The real question is: Why didn't Melanesian taro cultivators cross the Torres Strait and filter down through Cape York to at least Cairns and possibly Mackay or Bundaberg?
Don't know, but the Torres Islanders had a generally superior civilization, especially in maritime skills. Some of the bigger islands off the coast not too far south were inhabited, like
http://en.wikipedia.org/wiki/Great_Palm_Island
Inhabited by about 200 people in Cooks first arrival.
Part of the issue is that the Great Barrier Reef offers few openings. Sailing expeditions by Polynesians or Melanesians would be blocked and the tendency is not to sail along it as long as Cook did. If they did, the tendency might have been to go to the mainland, where they would be attacked or absorbed by the Aborigine population.

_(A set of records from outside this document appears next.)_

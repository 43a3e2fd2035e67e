//! rdpkg-build library
//!
//! Builds a per-state redistricting GeoPackage from PL 94-171 tabulations,
//! TIGER/Line boundaries and CVAP estimates, with optional voter-file and
//! block-equivalency overlays.

pub mod error;
pub mod models;
pub mod services;
pub mod utils;
pub mod workflow;

pub use error::PipelineError;
pub use models::{BuildReport, BuildRequest, EquivalencyFile, ShapefileOverride};
pub use workflow::{build_package, run_build};
/// Sum block vectors by the id of the level they belong to
pub fn aggregate(blocks: impl IntoIterator<Item = (Option<String>, CvapVector)>) -> BTreeMap<String, CvapVector> {
    let mut out: BTreeMap<String, CvapVector> = BTreeMap::new();
    for (id, vector) in blocks {
        if let Some(id) = id {
            out.entry(id).or_default().accumulate(&vector);
        }
    }
    out
}

fn parse_estimate(raw: &[u8]) -> Option<f64> {
    let text = decode_field(raw);
    let cleaned = text.replace(',', "");
    cleaned.parse::<f64>().ok()
}

/// Read a published CVAP CSV, keeping rows for one state
///
/// Keys are GEOIDs with the summary-level prefix stripped.
pub fn load_cvap_csv(path: &Path, state_fips: &str) -> Result<HashMap<String, CvapVector>, CvapError> {
    let file = path.display().to_string();
    let csv_err = |e: csv::Error| CvapError::Csv {
        file: file.clone(),
        message: e.to_string(),
    };

    let mut reader = csv::ReaderBuilder::new()
        .flexible(true)
        .from_path(path)
        .map_err(csv_err)?;
    let headers: Vec<String> = reader
        .byte_headers()
        .map_err(csv_err)?
        .iter()
        .map(|h| decode_field(h).to_ascii_lowercase())
        .collect();
    let column = |name: &str| {
        headers.iter().position(|h| h == name).ok_or_else(|| CvapError::Csv {
            file: file.clone(),
            message: format!("missing column '{}'", name),
        })
    };
    let geoid_col = column("geoid")?;
    let line_col = column("lnnumber")?;
    let cit_col = column("cit_est")?;
    let cvap_col = column("cvap_est")?;

    let mut out: HashMap<String, CvapVector> = HashMap::new();
    let mut record = csv::ByteRecord::new();
    while reader.read_byte_record(&mut record).map_err(csv_err)? {
        let raw_geoid = decode_field(record.get(geoid_col).unwrap_or_default());
        let geoid = strip_geoid_prefix(&raw_geoid);
        if !geoid.starts_with(state_fips) {
            continue;
        }
        let Some(line) = record
            .get(line_col)
            .map(decode_field)
            .and_then(|l| l.parse::<u32>().ok())
        else {
            continue;
        };
        let Some(index) = CATEGORIES.iter().position(|c| c.line == line) else {
            debug!(file = %file, line, "Unknown CVAP line number");
            continue;
        };

        let vector = out.entry(geoid.to_string()).or_default();
        vector.citizen[index] = record.get(cit_col).and_then(parse_estimate);
        vector.voting_age[index] = record.get(cvap_col).and_then(parse_estimate);
    }

    info!(file = %file, state = %state_fips, units = out.len(), "Loaded CVAP estimates");
    Ok(out)
}

/// How a level got its CVAP columns
#[derive(Debug, Clone, Copy, PartialEq, Eq, Serialize)]
#[serde(rename_all = "snake_case")]
pub enum CvapMethod {
    Disaggregated,
    Published,
    Aggregated,
}

/// Result of processing one level
#[derive(Debug, Clone, PartialEq, Serialize)]
pub struct CvapLevelOutcome {
    pub table: String,
    pub method: CvapMethod,
    /// False when the level already carried CVAP columns
    pub applied: bool,
    pub rows: u64,
}
//! State descriptors
//!
//! A [`State`] is what the build entry point receives: which state, which
//! decennial year, and where the package file lives.

use crate::{Error, Result};
use std::path::PathBuf;

/// Static identity of a state or state-equivalent
#[derive(Debug, Clone, Copy, PartialEq, Eq)]
pub struct StateInfo {
    /// USPS code, e.g. `AL`
    pub code: &'static str,
    /// Two-digit FIPS code
    pub fips: &'static str,
    /// Display name as used in Census download paths
    pub name: &'static str,
}

const STATES: &[StateInfo] = &[
    StateInfo { code: "AL", fips: "01", name: "Alabama" },
    StateInfo { code: "AK", fips: "02", name: "Alaska" },
    StateInfo { code: "AZ", fips: "04", name: "Arizona" },
    StateInfo { code: "AR", fips: "05", name: "Arkansas" },
    StateInfo { code: "CA", fips: "06", name: "California" },
    StateInfo { code: "CO", fips: "08", name: "Colorado" },
    StateInfo { code: "CT", fips: "09", name: "Connecticut" },
    StateInfo { code: "DE", fips: "10", name: "Delaware" },
    StateInfo { code: "DC", fips: "11", name: "District of Columbia" },
    StateInfo { code: "FL", fips: "12", name: "Florida" },
    StateInfo { code: "GA", fips: "13", name: "Georgia" },
    StateInfo { code: "HI", fips: "15", name: "Hawaii" },
    StateInfo { code: "ID", fips: "16", name: "Idaho" },
    StateInfo { code: "IL", fips: "17", name: "Illinois" },
    StateInfo { code: "IN", fips: "18", name: "Indiana" },
    StateInfo { code: "IA", fips: "19", name: "Iowa" },
    StateInfo { code: "KS", fips: "20", name: "Kansas" },
    StateInfo { code: "KY", fips: "21", name: "Kentucky" },
    StateInfo { code: "LA", fips: "22", name: "Louisiana" },
    StateInfo { code: "ME", fips: "23", name: "Maine" },
    StateInfo { code: "MD", fips: "24", name: "Maryland" },
    StateInfo { code: "MA", fips: "25", name: "Massachusetts" },
    StateInfo { code: "MI", fips: "26", name: "Michigan" },
    StateInfo { code: "MN", fips: "27", name: "Minnesota" },
    StateInfo { code: "MS", fips: "28", name: "Mississippi" },
    StateInfo { code: "MO", fips: "29", name: "Missouri" },
    StateInfo { code: "MT", fips: "30", name: "Montana" },
    StateInfo { code: "NE", fips: "31", name: "Nebraska" },
    StateInfo { code: "NV", fips: "32", name: "Nevada" },
    StateInfo { code: "NH", fips: "33", name: "New Hampshire" },
    StateInfo { code: "NJ", fips: "34", name: "New Jersey" },
    StateInfo { code: "NM", fips: "35", name: "New Mexico" },
    StateInfo { code: "NY", fips: "36", name: "New York" },
    StateInfo { code: "NC", fips: "37", name: "North Carolina" },
    StateInfo { code: "ND", fips: "38", name: "North Dakota" },
    StateInfo { code: "OH", fips: "39", name: "Ohio" },
    StateInfo { code: "OK", fips: "40", name: "Oklahoma" },
    StateInfo { code: "OR", fips: "41", name: "Oregon" },
    StateInfo { code: "PA", fips: "42", name: "Pennsylvania" },
    StateInfo { code: "RI", fips: "44", name: "Rhode Island" },
    StateInfo { code: "SC", fips: "45", name: "South Carolina" },
    StateInfo { code: "SD", fips: "46", name: "South Dakota" },
    StateInfo { code: "TN", fips: "47", name: "Tennessee" },
    StateInfo { code: "TX", fips: "48", name: "Texas" },
    StateInfo { code: "UT", fips: "49", name: "Utah" },
    StateInfo { code: "VT", fips: "50", name: "Vermont" },
    StateInfo { code: "VA", fips: "51", name: "Virginia" },
    StateInfo { code: "WA", fips: "53", name: "Washington" },
    StateInfo { code: "WV", fips: "54", name: "West Virginia" },
    StateInfo { code: "WI", fips: "55", name: "Wisconsin" },
    StateInfo { code: "WY", fips: "56", name: "Wyoming" },
    StateInfo { code: "PR", fips: "72", name: "Puerto Rico" },
];

impl StateInfo {
    /// Look up a state by USPS code (case-insensitive)
    pub fn by_code(code: &str) -> Result<&'static StateInfo> {
        STATES
            .iter()
            .find(|s| s.code.eq_ignore_ascii_case(code))
            .ok_or_else(|| Error::NotFound(format!("state '{}'", code)))
    }

    /// Look up a state by two-digit FIPS code
    pub fn by_fips(fips: &str) -> Result<&'static StateInfo> {
        STATES
            .iter()
            .find(|s| s.fips == fips)
            .ok_or_else(|| Error::NotFound(format!("state FIPS '{}'", fips)))
    }

    /// All states in FIPS order
    pub fn all() -> &'static [StateInfo] {
        STATES
    }
}

/// Decennial census year supported by the PL 94-171 loaders
#[derive(Debug, Clone, Copy, PartialEq, Eq, Hash)]
pub enum DecennialYear {
    Y2010,
    Y2020,
}

impl DecennialYear {
    pub fn parse(year: &str) -> Result<Self> {
        match year.trim() {
            "2010" => Ok(Self::Y2010),
            "2020" => Ok(Self::Y2020),
            other => Err(Error::InvalidInput(format!(
                "unsupported decennial year '{}' (expected 2010 or 2020)",
                other
            ))),
        }
    }

    pub fn as_str(&self) -> &'static str {
        match self {
            Self::Y2010 => "2010",
            Self::Y2020 => "2020",
        }
    }

    /// Two-digit suffix used in table names and TIGER column names
    pub fn suffix(&self) -> &'static str {
        &self.as_str()[2..]
    }

    /// Default ACS CVAP release paired with this census
    pub fn default_cvap_year(&self) -> u16 {
        match self {
            Self::Y2010 => 2012,
            Self::Y2020 => 2021,
        }
    }
}

impl std::fmt::Display for DecennialYear {
    fn fmt(&self, f: &mut std::fmt::Formatter<'_>) -> std::fmt::Result {
        f.write_str(self.as_str())
    }
}

/// The state a package is built for
#[derive(Debug, Clone, PartialEq, Eq)]
pub struct State {
    pub info: &'static StateInfo,
    pub year: DecennialYear,
    /// GeoPackage file path
    pub gpkg_path: PathBuf,
}

impl State {
    pub fn new(code: &str, year: &str, gpkg_path: impl Into<PathBuf>) -> Result<Self> {
        Ok(Self {
            info: StateInfo::by_code(code)?,
            year: DecennialYear::parse(year)?,
            gpkg_path: gpkg_path.into(),
        })
    }

    pub fn code(&self) -> &'static str {
        self.info.code
    }

    pub fn fips(&self) -> &'static str {
        self.info.fips
    }
}

#[cfg(test)]
mod tests {
    use super::*;

    #[test]
    fn test_lookup_by_code_and_fips() {
        let al = StateInfo::by_code("al").unwrap();
        assert_eq!(al.fips, "01");
        assert_eq!(StateInfo::by_fips("72").unwrap().code, "PR");
        assert!(matches!(StateInfo::by_code("XX"), Err(Error::NotFound(_))));
    }

    #[test]
    fn test_year_suffix() {
        assert_eq!(DecennialYear::parse("2020").unwrap().suffix(), "20");
        assert_eq!(DecennialYear::Y2010.suffix(), "10");
        assert!(DecennialYear::parse("2000").is_err());
    }

    #[test]
    fn test_state_descriptor() {
        let state = State::new("VT", "2010", "/tmp/vt.gpkg").unwrap();
        assert_eq!(state.fips(), "50");
        assert_eq!(state.year, DecennialYear::Y2010);
    }
}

Many of the uninhabited islands get covered in a hurricane (called Willy Willy in Australia, I hear) as being too low. Add to that a foam area of ten feet higher where no one can breathe. The storm surge alone can cover up to 65 feet higher than sea level, in recorded events, right over the hurricane eye. With enough overpopulation, one simply has the death toll covered up by higher or untouched islands, as happened in Polynesia. But it would be a death blow to a small population trying to make a go of it. Also, trade would be very difficult in a cloistered area as behind a nearly total barrier of reef, at least until the routes were discovered, which takes time.
So it may have been colonized, but died out and yet undiscovered.
http://en.wikipedia.org/wiki/Whitsunday_Islands
Also Aborigine settled. Not heard of any Aborigine oral history of guest invasions except south like Byron Bay.